##### Records shown #####

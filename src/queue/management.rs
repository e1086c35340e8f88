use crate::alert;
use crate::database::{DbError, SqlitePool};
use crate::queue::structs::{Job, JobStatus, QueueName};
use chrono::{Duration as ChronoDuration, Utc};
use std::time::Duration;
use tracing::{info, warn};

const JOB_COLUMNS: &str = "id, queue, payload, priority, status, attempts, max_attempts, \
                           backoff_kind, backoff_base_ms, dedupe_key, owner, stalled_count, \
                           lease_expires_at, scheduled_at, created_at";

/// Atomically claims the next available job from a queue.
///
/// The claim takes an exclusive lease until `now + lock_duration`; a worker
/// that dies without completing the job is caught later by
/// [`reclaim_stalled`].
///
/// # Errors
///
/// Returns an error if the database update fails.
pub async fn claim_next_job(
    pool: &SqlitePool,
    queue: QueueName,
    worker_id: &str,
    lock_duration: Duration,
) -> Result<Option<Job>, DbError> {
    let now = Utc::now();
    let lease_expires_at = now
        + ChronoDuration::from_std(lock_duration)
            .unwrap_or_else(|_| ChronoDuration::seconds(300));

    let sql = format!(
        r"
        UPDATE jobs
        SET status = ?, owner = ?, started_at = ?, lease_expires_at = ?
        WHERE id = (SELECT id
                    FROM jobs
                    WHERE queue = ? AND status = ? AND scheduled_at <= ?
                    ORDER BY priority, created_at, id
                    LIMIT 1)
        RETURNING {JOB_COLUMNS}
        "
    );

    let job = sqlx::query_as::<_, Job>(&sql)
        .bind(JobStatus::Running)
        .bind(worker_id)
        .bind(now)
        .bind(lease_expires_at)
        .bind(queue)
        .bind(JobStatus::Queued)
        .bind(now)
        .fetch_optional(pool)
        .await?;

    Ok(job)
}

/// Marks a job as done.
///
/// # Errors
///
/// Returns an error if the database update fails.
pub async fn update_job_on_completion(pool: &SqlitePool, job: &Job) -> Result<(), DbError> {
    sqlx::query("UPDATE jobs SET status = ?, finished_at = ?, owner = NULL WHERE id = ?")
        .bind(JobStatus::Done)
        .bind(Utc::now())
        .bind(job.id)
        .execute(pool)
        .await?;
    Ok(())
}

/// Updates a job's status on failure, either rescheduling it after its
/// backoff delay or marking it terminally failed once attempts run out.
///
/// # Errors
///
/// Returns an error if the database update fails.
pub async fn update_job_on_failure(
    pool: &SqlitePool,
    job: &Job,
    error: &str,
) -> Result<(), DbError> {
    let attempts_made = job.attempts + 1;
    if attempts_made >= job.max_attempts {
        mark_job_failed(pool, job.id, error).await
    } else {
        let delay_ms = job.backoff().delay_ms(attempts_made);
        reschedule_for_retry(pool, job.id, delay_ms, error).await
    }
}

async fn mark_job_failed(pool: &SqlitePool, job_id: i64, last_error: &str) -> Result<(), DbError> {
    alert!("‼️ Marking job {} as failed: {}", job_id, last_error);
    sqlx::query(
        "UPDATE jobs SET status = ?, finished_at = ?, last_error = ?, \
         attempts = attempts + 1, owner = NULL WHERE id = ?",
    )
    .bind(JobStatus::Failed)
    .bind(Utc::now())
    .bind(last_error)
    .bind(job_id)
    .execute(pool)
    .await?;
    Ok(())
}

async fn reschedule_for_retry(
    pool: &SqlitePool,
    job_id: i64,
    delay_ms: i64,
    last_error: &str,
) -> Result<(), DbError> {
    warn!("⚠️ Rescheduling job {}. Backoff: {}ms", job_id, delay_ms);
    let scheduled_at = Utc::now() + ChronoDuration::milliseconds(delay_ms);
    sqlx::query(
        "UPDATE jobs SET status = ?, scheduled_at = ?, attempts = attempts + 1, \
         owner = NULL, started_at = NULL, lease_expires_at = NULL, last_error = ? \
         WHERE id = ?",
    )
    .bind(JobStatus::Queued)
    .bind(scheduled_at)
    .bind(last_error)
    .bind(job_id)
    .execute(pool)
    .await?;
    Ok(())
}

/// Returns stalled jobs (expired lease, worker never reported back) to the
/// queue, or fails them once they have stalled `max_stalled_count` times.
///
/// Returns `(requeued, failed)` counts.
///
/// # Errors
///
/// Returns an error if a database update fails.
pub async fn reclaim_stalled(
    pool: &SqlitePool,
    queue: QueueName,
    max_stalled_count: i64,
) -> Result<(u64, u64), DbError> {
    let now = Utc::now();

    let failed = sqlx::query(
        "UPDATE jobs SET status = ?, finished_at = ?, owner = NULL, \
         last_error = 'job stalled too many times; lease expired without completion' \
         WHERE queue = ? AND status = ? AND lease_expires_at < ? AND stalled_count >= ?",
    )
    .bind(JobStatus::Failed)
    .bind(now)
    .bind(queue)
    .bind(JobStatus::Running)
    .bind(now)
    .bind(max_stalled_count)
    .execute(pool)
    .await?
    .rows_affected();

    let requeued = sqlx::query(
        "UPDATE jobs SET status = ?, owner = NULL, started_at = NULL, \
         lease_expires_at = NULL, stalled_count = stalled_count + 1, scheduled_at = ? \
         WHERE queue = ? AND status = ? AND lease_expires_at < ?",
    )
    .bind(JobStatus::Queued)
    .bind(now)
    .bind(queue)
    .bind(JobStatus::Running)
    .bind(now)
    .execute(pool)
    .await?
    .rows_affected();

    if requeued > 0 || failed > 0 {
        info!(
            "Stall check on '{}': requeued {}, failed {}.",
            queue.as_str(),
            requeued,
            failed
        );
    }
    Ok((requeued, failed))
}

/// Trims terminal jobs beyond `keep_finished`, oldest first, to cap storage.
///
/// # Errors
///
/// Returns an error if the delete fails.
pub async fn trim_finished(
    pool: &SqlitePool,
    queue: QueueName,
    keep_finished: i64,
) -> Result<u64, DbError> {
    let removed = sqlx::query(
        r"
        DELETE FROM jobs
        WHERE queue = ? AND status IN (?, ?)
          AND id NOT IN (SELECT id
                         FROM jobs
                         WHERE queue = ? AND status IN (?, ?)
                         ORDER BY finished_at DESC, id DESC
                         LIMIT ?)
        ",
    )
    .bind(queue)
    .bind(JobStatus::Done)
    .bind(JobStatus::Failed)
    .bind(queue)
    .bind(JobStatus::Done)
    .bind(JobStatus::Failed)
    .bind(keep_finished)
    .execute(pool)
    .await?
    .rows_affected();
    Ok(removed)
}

#####
##### Records shown #####

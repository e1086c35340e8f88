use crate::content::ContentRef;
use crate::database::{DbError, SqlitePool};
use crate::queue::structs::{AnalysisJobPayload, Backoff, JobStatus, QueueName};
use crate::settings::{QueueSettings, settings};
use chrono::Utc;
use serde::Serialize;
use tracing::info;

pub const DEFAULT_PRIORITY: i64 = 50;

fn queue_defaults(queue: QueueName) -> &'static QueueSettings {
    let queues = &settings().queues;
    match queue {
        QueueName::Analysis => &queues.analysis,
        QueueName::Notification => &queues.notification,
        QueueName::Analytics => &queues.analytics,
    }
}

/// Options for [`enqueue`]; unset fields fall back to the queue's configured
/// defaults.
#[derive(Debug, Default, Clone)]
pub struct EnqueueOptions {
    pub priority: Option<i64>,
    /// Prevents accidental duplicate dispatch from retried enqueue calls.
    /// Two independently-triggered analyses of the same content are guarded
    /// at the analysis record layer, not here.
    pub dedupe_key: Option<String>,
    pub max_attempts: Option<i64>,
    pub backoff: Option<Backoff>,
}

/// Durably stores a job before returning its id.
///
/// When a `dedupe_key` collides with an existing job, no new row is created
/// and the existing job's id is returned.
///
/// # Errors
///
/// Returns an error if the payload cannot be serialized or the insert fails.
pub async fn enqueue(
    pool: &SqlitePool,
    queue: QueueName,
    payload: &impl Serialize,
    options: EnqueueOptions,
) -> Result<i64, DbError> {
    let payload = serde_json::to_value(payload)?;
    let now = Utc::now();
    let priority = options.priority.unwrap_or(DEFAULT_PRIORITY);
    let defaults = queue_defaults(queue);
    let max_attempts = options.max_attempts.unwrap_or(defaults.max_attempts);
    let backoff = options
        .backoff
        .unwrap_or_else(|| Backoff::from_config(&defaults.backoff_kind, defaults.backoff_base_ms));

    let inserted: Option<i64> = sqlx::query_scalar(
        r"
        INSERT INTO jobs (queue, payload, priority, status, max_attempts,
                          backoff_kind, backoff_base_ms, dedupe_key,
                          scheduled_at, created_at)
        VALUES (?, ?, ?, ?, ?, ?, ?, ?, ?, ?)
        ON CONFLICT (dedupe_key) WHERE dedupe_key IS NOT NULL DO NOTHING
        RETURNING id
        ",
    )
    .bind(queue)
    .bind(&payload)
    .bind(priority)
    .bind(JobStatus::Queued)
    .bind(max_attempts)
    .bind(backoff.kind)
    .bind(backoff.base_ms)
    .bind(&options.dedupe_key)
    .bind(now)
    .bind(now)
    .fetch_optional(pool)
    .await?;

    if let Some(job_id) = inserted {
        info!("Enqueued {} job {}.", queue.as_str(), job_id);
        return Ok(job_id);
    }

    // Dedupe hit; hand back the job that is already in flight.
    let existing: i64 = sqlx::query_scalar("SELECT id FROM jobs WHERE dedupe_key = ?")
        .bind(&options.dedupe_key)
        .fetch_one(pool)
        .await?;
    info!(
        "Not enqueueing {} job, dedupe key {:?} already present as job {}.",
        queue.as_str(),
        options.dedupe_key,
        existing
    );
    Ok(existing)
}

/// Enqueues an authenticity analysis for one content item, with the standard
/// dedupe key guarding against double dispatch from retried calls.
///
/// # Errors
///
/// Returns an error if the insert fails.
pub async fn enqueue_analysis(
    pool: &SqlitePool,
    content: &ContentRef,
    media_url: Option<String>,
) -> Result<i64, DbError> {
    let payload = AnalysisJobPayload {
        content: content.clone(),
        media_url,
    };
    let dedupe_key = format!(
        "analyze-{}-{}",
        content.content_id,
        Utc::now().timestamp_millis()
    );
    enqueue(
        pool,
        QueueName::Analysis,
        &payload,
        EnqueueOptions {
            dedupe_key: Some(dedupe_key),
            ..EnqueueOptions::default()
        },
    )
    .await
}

#####

**Your goal**: The answer is the run of lines above from the line containing "if let Some(job_id)" through the line containing "let existing: i64", copied exactly and alone.

**Solution**:
    if let Some(job_id) = inserted {
        info!("Enqueued {} job {}.", queue.as_str(), job_id);
        return Ok(job_id);
    }

    // Dedupe hit; hand back the job that is already in flight.
    let existing: i64 = sqlx::query_scalar("SELECT id FROM jobs WHERE dedupe_key = ?")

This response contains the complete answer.